I don't imagine that Sanders would have out-performed Clinton by sweeping margins. It's plausible that, in terms of the popular vote, he may actually have done
worse. But it has widely been observed that what pushed Trump over the finish line was the support of working class white voters in the Rust Belt who were not a natural Republican constituency. Even those who point to Russian electoral interference are largely arguing that this interference allowed Trump to win these voters. Sanders would appear to have been better-positioned than Clinton to sway these voters to the Democratic Party. If this is untrue, it is because there are other voters of comparable strategic importance that Sanders would turn away. Do you have a proposal for who that might have been?
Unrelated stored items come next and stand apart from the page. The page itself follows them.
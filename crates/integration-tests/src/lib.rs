//! Integration tests for Corner Shop.
//!
//! # Running Tests
//!
//! ```bash
//! cargo test -p corner-shop-integration-tests
//! ```
//!
//! Every test opens its own `SQLite` database in a temporary directory, so no
//! external services are needed and tests can run in parallel.
//!
//! # Test Categories
//!
//! - `cart_store` - Store operations, uniqueness and durability
//! - `cart_concurrency` - Concurrent writers on one store
//! - `cart_projections` - Projection refresh and the add/remove flows

use std::path::PathBuf;

use corner_shop_core::CartItem;
use corner_shop_storefront::CartStore;
use corner_shop_storefront::config::StoreConfig;
use rust_decimal::Decimal;
use tempfile::TempDir;

/// A file-backed cart database that lives as long as this value.
pub struct TestDatabase {
    dir: TempDir,
}

impl TestDatabase {
    /// Create an empty temporary directory for the database file.
    ///
    /// # Errors
    ///
    /// Returns an I/O error if the directory cannot be created.
    pub fn new() -> std::io::Result<Self> {
        Ok(Self {
            dir: tempfile::tempdir()?,
        })
    }

    /// Path of the database file.
    #[must_use]
    pub fn path(&self) -> PathBuf {
        self.dir.path().join("cart.db")
    }

    /// Store configuration pointing at the database file.
    #[must_use]
    pub fn config(&self) -> StoreConfig {
        StoreConfig::sqlite(&format!("sqlite://{}?mode=rwc", self.path().display()))
    }

    /// Open (or reopen) the cart store on this database.
    ///
    /// # Errors
    ///
    /// Returns `CartError::StoreUnavailable` if the database cannot be opened.
    pub async fn open(&self) -> Result<CartStore, corner_shop_storefront::CartError> {
        CartStore::open(&self.config()).await
    }
}

/// A valid cart item priced in cents.
///
/// # Panics
///
/// Panics if `id` is empty.
#[must_use]
pub fn item(id: &str, name: &str, cents: i64, image_src: &str) -> CartItem {
    CartItem::new(id, name, Decimal::new(cents, 2), image_src).expect("valid test item")
}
Yes. He lost and has all but lost again to Biden. What better proof are you looking for? I can believe with all my heart that my favourite ball club is the greatest team that god ever gave man, but my belief will not deliver them to victory. If the other team is better, they will lose. My response shouldn't be to claim that their loss proves that the game is flawed, rather than considering that my team just wasn't as good as I thought.
Biden has been successfully because he has successfully mobilised Democratic Party loyalists. His core constituency was people who were almost certainly going to vote, and almost certainly going to vote Democratic. The chances of Biden pimary voters switching to the Republican ticket in the general are limited; the chances of Biden primary voters switching to Trump in the general are, let's be technically precise and say "non-zero".
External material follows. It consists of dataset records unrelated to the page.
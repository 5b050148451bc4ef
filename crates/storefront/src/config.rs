//! Cart store configuration loaded from environment variables.
//!
//! # Environment Variables
//!
//! ## Optional
//! - `CART_DATABASE_URL` - SQLite connection string (falls back to `DATABASE_URL`,
//!   then to `sqlite://corner-shop.db?mode=rwc`)
//! - `CART_MAX_CONNECTIONS` - Connection pool size (default: 5)
//! - `CART_BUSY_TIMEOUT_SECS` - How long a writer waits on a locked database (default: 5)

use std::time::Duration;

use secrecy::{ExposeSecret, SecretString};
use thiserror::Error;

const DEFAULT_DATABASE_URL: &str = "sqlite://corner-shop.db?mode=rwc";
const DEFAULT_MAX_CONNECTIONS: &str = "5";
const DEFAULT_BUSY_TIMEOUT_SECS: &str = "5";

/// Connection string for a private, process-local database.
pub const IN_MEMORY_DATABASE_URL: &str = "sqlite::memory:";

/// Configuration errors that can occur during loading.
#[derive(Debug, Error)]
pub enum ConfigError {
    #[error("Invalid environment variable {0}: {1}")]
    InvalidEnvVar(String, String),
}

/// Cart store configuration.
#[derive(Debug, Clone)]
pub struct StoreConfig {
    /// SQLite connection URL (may embed a path the operator considers private)
    pub database_url: SecretString,
    /// Maximum pooled connections
    pub max_connections: u32,
    /// Time a connection waits on a database lock before giving up
    pub busy_timeout: Duration,
}

impl StoreConfig {
    /// Load configuration from environment variables.
    ///
    /// Calls `dotenvy::dotenv()` to load from `.env` file if present.
    ///
    /// # Errors
    ///
    /// Returns `ConfigError` if a variable is present but invalid.
    pub fn from_env() -> Result<Self, ConfigError> {
        // Load .env file if present (ignore errors if not found)
        let _ = dotenvy::dotenv();

        Self::from_lookup(|key| std::env::var(key).ok())
    }

    /// Load configuration through an arbitrary variable lookup.
    ///
    /// # Errors
    ///
    /// Returns `ConfigError` if a variable is present but invalid.
    pub fn from_lookup<F>(lookup: F) -> Result<Self, ConfigError>
    where
        F: Fn(&str) -> Option<String>,
    {
        let database_url = lookup("CART_DATABASE_URL")
            .or_else(|| lookup("DATABASE_URL"))
            .unwrap_or_else(|| DEFAULT_DATABASE_URL.to_string());

        let max_connections = lookup("CART_MAX_CONNECTIONS")
            .unwrap_or_else(|| DEFAULT_MAX_CONNECTIONS.to_string())
            .parse::<u32>()
            .map_err(|e| {
                ConfigError::InvalidEnvVar("CART_MAX_CONNECTIONS".to_string(), e.to_string())
            })?;
        if max_connections == 0 {
            return Err(ConfigError::InvalidEnvVar(
                "CART_MAX_CONNECTIONS".to_string(),
                "must be at least 1".to_string(),
            ));
        }

        let busy_timeout_secs = lookup("CART_BUSY_TIMEOUT_SECS")
            .unwrap_or_else(|| DEFAULT_BUSY_TIMEOUT_SECS.to_string())
            .parse::<u64>()
            .map_err(|e| {
                ConfigError::InvalidEnvVar("CART_BUSY_TIMEOUT_SECS".to_string(), e.to_string())
            })?;

        Ok(Self {
            database_url: SecretString::from(database_url),
            max_connections,
            busy_timeout: Duration::from_secs(busy_timeout_secs),
        })
    }

    /// Configuration for a SQLite database at `url` with default pool settings.
    #[must_use]
    pub fn sqlite(url: &str) -> Self {
        Self {
            database_url: SecretString::from(url.to_string()),
            max_connections: 5,
            busy_timeout: Duration::from_secs(5),
        }
    }

    /// Configuration for a private in-memory database.
    #[must_use]
    pub fn in_memory() -> Self {
        Self::sqlite(IN_MEMORY_DATABASE_URL)
    }

    /// Returns `true` when the database lives only in this process's memory.
    #[must_use]
    pub fn is_in_memory(&self) -> bool {
        let url = self.database_url.expose_secret();
        url.contains(":memory:") || url.contains("mode=memory")
    }
}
This has been possible because the Sanders campaign has failed to mobilise as many marginal or disengaged voters as they hope, or I daresay expected. This is undeniable, and it casts doubt on his campaign's potential to achieve this sort of mobilisation in the general, which was always part of his pitch. It is not good for Sanders. But the way in which Biden has achieved his lead in the Democratic primary, by marshalling the highest number of inevitable Democratic voters, does not point in any clear way to his achieving a lead in the general. His campaign has proven even less convincingly than Sanders that it can win the support of people who otherwise would have voted for Trump, or would have abstained altogether, and therefore that it can avoid repeating the failures of the Clinton campaign.
If Sanders' campaign is doomed from the start, then the primary is nothing so much as two men arguing about exactly how they should lose the election, and you are simply expressing your preference for the candidate who proposes to lose the same way they always do. To believe otherwise, you must accept that Sanders has the potential to win in the general, even if you maintain that he has is less well-positioned to do so than Biden, or you must contend that Biden is better-positioned than Sanders to mobilise marginal or disengaged voters, despite having no tangible record of doing so.
The only way you can maintain simultaneously that Sanders is a no-hoper but that Biden is poised to take a majority in the electoral college is to assume that large numbers of Republicans will defect in the general. But that is to assume that people who were willing to swallow their distaste for Trump in 2016, who were prepared to support him long after it had become clear what a comical monstrosity he was, should change their minds at this point, after his administration has shown itself to be far more moderate and more cooperative with congressional Republicans that many assumed it would be. Is that really credible?
If everyone is disenfranchised, then why the heck is Sanders running? Why not go straight to the armed revolution?
The movement around Sanders is quite explicitly an effort to enfranchise working class Americans. This is like asking "If you're already hungry, why bother eating?"